→ **Exercise aim**:
Look through the data for the string "checks". Copy every line where it is found.

Saved data entries:
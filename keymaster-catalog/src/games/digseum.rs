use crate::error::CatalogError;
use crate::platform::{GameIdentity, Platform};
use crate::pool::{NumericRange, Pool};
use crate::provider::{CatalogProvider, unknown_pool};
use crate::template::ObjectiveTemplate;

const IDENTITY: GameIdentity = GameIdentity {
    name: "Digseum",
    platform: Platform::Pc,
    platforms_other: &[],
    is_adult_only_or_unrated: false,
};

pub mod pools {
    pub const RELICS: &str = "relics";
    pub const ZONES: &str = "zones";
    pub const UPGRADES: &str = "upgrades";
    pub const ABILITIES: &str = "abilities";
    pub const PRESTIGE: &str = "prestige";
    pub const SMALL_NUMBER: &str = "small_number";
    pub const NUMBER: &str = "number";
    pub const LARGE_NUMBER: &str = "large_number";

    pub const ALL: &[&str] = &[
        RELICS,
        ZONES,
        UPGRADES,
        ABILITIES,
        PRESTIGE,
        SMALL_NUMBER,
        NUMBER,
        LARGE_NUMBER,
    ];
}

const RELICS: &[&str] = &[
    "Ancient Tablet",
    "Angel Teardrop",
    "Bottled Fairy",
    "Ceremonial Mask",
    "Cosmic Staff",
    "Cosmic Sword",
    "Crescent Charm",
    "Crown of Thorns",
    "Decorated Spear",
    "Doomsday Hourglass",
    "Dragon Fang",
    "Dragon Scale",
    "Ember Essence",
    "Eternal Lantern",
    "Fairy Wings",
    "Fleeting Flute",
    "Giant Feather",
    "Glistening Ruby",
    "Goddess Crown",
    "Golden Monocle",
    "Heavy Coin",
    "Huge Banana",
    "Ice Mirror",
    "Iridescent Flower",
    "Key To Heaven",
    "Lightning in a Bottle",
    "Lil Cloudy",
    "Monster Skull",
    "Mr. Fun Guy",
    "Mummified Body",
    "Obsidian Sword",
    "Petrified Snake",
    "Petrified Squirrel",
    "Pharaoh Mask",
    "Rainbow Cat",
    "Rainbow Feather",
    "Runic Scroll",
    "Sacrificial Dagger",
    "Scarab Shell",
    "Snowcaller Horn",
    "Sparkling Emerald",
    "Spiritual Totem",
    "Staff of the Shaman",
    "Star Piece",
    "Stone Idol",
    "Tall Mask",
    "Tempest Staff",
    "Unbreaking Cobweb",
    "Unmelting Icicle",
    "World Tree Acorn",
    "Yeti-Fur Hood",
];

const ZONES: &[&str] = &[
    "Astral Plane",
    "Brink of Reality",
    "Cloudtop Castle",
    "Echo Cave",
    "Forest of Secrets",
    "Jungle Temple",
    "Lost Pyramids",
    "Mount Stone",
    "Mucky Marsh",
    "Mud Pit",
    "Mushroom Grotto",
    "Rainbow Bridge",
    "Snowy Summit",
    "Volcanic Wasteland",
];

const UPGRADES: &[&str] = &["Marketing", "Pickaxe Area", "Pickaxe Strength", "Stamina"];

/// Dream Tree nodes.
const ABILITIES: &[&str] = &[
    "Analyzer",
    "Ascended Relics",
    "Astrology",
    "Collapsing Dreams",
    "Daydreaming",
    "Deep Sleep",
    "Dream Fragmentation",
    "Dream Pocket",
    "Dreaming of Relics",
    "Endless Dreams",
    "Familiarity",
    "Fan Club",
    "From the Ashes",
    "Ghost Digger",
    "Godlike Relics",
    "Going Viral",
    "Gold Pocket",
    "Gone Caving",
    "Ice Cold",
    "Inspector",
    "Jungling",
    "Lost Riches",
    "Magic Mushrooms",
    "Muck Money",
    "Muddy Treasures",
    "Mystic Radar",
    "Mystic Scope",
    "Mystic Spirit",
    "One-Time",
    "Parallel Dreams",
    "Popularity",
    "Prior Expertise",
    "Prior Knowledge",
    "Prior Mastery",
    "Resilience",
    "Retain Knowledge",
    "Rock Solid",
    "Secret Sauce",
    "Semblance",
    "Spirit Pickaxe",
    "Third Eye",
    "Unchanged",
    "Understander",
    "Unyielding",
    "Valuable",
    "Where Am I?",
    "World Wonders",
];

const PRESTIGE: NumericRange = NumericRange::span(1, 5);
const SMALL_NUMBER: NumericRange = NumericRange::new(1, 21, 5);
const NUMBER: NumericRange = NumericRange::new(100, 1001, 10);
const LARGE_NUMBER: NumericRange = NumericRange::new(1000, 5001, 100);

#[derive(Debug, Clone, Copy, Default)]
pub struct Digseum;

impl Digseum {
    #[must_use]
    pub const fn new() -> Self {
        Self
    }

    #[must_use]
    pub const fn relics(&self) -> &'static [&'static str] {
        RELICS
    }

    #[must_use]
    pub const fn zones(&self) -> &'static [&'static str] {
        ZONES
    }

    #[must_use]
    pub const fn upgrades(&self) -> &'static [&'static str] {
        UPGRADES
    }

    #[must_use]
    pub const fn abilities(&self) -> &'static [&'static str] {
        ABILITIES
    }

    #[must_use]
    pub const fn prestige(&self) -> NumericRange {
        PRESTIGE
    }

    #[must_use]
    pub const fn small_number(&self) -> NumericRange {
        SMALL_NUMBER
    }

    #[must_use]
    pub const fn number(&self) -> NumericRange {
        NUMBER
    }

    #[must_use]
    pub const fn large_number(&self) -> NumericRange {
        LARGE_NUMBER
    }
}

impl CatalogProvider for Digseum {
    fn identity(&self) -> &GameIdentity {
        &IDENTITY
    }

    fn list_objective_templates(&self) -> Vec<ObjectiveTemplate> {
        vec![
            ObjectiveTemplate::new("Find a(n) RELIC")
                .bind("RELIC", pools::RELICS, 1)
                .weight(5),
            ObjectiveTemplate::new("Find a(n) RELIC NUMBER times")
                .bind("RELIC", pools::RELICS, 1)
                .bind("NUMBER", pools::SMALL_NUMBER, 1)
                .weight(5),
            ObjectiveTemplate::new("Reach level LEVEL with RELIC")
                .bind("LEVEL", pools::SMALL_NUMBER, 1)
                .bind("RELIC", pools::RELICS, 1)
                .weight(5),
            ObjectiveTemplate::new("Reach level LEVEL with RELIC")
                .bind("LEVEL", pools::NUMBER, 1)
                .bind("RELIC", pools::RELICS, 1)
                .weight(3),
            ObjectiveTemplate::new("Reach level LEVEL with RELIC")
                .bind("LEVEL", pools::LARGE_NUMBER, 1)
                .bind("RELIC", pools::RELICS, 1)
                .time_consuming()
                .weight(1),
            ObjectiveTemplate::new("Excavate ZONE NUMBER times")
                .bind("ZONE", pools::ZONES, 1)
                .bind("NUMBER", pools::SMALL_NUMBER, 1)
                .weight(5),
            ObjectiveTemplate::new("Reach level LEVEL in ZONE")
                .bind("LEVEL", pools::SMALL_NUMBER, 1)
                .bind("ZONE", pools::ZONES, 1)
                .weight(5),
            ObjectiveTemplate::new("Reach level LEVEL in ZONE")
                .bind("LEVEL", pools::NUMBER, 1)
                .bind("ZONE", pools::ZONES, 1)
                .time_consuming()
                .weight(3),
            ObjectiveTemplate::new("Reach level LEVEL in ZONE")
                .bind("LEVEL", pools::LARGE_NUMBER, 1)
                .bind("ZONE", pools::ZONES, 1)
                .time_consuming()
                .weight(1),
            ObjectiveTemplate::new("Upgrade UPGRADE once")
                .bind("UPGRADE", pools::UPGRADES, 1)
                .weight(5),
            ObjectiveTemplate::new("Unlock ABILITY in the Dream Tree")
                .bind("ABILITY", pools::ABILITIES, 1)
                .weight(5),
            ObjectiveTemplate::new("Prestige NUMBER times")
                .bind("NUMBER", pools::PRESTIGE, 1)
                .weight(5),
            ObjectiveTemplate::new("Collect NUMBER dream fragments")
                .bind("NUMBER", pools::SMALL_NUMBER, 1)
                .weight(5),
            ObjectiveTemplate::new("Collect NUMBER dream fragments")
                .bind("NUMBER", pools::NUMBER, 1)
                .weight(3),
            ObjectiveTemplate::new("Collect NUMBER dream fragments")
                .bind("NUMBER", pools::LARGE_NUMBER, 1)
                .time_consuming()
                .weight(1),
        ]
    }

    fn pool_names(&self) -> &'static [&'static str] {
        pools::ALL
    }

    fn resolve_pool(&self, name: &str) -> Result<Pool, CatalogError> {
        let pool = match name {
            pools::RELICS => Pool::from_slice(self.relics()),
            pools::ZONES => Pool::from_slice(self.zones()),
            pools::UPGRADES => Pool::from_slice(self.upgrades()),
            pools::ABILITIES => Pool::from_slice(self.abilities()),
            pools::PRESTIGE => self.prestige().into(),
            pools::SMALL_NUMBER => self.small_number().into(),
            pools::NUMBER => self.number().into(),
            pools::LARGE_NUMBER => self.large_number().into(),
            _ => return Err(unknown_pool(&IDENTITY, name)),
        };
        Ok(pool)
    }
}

---

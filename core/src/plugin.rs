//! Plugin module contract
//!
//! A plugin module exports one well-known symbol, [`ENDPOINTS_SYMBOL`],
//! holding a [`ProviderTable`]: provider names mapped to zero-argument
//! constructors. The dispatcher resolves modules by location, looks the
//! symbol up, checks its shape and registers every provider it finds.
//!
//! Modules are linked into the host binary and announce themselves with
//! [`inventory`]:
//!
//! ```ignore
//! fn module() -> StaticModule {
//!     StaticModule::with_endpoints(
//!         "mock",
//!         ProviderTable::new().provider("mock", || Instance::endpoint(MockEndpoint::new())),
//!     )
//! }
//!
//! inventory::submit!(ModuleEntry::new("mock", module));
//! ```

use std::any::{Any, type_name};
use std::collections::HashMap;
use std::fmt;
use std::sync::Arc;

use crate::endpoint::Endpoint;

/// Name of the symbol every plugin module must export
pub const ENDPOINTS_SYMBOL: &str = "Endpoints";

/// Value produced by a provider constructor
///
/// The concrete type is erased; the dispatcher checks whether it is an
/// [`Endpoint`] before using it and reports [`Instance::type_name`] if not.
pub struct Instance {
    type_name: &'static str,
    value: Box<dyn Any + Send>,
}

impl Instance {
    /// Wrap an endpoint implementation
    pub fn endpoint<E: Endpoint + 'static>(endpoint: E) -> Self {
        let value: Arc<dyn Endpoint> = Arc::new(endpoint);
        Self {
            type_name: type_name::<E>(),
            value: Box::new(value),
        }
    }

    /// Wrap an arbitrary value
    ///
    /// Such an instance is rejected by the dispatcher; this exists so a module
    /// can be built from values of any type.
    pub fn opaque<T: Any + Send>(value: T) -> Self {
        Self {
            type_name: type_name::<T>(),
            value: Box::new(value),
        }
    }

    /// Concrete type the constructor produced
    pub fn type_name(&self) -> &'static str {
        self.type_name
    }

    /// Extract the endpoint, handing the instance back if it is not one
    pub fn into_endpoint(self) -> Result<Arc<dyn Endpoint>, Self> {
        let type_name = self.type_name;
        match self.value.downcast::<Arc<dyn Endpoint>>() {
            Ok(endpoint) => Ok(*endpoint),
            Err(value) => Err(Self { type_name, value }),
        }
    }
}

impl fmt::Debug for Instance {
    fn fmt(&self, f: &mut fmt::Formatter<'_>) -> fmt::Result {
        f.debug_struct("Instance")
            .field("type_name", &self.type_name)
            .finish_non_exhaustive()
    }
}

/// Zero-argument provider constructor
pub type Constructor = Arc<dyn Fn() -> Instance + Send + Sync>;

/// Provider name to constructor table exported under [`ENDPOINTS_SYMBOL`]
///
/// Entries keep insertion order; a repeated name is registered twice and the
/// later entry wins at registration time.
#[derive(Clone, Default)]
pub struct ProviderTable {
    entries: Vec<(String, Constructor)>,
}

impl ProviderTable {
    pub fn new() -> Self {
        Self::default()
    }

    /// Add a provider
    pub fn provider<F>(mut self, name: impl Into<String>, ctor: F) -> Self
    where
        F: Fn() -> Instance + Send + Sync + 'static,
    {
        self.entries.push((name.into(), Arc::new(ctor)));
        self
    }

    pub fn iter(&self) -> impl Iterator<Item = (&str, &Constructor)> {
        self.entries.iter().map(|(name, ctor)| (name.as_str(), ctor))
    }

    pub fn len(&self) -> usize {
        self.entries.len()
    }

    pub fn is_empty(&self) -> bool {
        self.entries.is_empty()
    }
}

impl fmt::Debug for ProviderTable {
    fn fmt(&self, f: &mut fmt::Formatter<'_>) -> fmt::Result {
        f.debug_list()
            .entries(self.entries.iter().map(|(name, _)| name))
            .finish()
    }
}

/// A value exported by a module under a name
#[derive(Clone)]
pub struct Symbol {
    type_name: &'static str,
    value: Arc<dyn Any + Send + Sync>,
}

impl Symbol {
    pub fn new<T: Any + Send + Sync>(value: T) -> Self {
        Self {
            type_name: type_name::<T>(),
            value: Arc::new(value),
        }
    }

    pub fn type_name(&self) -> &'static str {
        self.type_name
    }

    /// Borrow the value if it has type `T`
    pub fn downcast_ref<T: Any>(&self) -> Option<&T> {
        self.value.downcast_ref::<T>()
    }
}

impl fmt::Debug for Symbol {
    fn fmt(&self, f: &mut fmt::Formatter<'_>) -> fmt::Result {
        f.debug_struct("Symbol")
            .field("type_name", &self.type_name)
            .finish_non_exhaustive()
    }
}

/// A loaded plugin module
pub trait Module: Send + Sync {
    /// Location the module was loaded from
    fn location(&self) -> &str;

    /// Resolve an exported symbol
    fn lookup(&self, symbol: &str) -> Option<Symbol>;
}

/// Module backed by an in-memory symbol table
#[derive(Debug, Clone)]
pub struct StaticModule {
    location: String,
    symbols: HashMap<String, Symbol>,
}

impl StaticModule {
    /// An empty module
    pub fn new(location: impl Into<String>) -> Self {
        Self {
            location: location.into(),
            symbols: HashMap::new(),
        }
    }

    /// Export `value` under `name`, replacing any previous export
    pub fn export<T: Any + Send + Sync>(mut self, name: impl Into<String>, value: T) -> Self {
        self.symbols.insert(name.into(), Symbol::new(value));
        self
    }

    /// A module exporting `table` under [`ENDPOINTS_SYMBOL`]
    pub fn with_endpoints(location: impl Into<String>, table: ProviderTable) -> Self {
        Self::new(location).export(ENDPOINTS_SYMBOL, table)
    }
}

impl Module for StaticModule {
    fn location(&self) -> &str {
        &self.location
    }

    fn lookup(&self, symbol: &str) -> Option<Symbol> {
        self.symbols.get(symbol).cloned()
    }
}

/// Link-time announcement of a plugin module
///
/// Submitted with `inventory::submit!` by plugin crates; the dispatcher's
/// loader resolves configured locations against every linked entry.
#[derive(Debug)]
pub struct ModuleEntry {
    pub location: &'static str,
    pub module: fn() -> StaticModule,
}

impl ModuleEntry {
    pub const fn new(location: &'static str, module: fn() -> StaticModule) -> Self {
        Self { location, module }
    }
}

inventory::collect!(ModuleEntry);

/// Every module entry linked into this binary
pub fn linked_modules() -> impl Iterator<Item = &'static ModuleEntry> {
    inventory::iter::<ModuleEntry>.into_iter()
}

→ **Expected answer**:
//! symbol up, checks its shape and registers every provider it finds.
/// The concrete type is erased; the dispatcher checks whether it is an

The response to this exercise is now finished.